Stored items
=== Section Start ===
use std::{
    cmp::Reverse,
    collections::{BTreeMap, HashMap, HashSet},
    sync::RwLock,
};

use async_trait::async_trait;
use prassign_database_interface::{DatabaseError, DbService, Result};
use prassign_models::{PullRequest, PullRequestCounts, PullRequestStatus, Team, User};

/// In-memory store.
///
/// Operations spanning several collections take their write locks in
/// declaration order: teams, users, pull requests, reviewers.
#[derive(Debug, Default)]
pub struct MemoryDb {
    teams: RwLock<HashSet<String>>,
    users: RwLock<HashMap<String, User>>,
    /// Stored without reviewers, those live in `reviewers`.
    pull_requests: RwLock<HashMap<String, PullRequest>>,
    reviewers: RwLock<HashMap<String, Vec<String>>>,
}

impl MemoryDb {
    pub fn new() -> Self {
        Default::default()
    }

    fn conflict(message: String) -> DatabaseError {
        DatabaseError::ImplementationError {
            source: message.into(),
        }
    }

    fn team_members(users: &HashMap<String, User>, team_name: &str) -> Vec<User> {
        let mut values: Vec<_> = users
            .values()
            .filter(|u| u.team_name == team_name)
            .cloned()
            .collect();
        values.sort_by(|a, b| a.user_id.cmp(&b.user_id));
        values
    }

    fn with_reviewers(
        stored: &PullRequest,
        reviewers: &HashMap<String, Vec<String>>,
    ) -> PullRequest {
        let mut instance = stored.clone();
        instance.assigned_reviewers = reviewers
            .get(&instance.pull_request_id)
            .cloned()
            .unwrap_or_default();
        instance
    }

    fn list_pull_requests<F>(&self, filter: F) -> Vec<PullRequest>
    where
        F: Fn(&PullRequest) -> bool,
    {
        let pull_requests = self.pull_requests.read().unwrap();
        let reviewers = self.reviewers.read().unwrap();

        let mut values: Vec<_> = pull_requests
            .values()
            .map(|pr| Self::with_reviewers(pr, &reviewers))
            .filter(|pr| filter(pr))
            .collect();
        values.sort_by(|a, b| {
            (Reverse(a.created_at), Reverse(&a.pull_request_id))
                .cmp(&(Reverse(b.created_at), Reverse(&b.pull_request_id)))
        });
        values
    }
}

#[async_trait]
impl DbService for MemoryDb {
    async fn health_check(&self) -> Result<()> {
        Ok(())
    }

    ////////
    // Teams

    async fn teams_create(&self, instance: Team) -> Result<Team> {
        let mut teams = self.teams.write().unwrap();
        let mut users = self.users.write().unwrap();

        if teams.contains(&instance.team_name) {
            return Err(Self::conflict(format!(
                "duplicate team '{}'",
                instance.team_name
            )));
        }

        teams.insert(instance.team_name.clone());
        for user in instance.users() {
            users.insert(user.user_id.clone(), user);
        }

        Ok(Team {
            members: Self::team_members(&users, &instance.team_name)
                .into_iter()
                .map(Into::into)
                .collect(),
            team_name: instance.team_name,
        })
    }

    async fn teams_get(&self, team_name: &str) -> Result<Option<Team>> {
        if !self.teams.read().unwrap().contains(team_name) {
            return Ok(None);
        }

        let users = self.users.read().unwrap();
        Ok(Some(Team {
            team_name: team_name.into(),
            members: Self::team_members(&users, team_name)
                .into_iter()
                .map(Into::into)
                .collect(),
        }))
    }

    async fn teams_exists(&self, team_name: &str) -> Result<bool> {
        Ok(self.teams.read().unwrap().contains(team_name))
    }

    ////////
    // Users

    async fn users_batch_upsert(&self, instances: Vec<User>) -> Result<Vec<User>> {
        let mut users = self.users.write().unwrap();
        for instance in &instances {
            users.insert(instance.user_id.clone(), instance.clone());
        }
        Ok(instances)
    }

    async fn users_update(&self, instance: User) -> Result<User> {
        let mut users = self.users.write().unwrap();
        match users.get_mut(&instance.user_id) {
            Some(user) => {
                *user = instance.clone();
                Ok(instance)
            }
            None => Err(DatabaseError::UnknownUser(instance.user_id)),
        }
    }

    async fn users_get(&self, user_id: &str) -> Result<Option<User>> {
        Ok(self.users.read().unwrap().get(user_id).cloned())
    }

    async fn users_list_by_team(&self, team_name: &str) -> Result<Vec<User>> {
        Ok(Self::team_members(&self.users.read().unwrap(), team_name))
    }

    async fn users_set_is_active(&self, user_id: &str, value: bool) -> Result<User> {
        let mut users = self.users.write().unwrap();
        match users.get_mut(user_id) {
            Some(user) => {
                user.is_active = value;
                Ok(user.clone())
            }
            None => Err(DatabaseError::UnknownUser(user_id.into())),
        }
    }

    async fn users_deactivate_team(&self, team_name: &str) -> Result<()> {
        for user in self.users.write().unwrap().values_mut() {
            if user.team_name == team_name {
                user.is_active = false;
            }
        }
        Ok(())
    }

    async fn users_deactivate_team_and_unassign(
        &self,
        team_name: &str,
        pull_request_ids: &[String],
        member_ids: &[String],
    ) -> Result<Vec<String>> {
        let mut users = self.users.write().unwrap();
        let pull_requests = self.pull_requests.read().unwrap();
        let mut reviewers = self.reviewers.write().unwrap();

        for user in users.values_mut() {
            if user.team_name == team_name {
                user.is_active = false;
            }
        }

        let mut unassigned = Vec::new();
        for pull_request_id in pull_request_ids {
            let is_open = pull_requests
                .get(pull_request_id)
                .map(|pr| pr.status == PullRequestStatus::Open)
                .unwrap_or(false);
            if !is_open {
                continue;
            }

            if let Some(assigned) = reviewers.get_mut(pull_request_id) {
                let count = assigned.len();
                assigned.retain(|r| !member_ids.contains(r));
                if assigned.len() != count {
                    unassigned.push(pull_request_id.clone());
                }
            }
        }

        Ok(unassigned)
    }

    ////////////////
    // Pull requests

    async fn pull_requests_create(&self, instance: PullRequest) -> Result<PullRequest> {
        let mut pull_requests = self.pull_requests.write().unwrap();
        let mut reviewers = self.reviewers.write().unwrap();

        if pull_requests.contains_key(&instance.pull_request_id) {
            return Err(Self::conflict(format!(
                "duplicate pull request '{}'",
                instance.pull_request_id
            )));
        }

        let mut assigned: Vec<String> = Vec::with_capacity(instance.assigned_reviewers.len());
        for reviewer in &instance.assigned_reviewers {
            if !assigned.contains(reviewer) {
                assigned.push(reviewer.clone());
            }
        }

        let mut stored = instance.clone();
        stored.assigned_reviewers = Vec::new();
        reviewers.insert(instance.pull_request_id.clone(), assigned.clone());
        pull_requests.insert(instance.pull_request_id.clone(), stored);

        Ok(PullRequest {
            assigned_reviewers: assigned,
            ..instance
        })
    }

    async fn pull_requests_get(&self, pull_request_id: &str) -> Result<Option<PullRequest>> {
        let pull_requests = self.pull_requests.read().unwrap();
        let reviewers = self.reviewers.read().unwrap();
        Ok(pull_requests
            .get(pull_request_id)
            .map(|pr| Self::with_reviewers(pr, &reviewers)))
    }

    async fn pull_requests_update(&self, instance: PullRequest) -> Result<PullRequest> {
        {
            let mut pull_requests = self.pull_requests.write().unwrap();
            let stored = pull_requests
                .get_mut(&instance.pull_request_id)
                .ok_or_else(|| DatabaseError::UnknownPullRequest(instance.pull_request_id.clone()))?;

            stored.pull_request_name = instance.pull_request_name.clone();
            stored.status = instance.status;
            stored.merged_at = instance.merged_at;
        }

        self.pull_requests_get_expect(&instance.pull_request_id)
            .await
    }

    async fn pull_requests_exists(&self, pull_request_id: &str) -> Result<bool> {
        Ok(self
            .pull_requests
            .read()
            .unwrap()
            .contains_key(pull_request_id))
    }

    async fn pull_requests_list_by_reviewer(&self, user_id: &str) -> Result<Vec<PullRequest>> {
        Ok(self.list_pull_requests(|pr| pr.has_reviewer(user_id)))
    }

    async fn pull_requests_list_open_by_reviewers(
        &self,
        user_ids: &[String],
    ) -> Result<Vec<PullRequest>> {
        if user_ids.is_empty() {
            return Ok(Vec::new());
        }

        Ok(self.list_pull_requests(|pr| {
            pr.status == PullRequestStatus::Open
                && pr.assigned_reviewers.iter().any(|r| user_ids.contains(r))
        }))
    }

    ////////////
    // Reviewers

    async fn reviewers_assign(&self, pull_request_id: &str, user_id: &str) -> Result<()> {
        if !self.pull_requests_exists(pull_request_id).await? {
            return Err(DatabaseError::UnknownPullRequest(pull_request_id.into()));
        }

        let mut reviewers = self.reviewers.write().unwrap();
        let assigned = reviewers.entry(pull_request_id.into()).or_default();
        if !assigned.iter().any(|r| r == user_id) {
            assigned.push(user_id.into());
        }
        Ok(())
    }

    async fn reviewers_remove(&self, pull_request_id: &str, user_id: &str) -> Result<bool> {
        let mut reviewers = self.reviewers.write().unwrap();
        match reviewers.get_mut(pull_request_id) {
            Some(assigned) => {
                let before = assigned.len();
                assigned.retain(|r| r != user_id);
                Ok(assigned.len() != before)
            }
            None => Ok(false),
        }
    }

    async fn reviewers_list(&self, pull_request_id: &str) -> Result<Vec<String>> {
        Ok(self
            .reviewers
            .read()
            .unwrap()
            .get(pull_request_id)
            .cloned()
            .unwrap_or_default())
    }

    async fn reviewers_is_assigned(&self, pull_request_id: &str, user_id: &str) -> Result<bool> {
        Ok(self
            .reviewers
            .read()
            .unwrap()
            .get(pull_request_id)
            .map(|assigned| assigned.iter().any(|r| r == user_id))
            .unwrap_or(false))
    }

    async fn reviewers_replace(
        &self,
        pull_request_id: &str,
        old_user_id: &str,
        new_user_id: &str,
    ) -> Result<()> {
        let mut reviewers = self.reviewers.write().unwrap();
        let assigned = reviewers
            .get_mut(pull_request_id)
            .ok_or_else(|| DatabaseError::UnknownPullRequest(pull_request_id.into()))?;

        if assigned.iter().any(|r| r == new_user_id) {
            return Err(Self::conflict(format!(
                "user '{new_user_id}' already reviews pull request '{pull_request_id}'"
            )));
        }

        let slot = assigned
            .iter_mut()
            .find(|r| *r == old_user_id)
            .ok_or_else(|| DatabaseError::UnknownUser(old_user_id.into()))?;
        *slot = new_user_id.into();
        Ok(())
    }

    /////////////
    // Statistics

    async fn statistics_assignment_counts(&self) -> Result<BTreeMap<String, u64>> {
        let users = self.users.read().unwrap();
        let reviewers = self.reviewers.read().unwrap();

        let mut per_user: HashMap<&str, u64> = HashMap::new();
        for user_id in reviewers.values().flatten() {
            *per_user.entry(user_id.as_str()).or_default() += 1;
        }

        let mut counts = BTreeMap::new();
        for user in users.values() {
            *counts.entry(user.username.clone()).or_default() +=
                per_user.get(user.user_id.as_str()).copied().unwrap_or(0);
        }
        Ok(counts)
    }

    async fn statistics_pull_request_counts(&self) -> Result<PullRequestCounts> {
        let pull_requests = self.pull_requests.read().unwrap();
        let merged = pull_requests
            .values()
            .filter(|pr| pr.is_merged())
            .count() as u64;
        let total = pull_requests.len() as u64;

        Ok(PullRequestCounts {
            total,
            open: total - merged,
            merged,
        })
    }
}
=== Section End ===
## Work instructions:
Each line above where the word "filter" occurs should be copied out.

## The completed task:
            .filter(|u| u.team_name == team_name)
    fn list_pull_requests<F>(&self, filter: F) -> Vec<PullRequest>
            .filter(|pr| filter(pr))
            .filter(|pr| pr.is_merged())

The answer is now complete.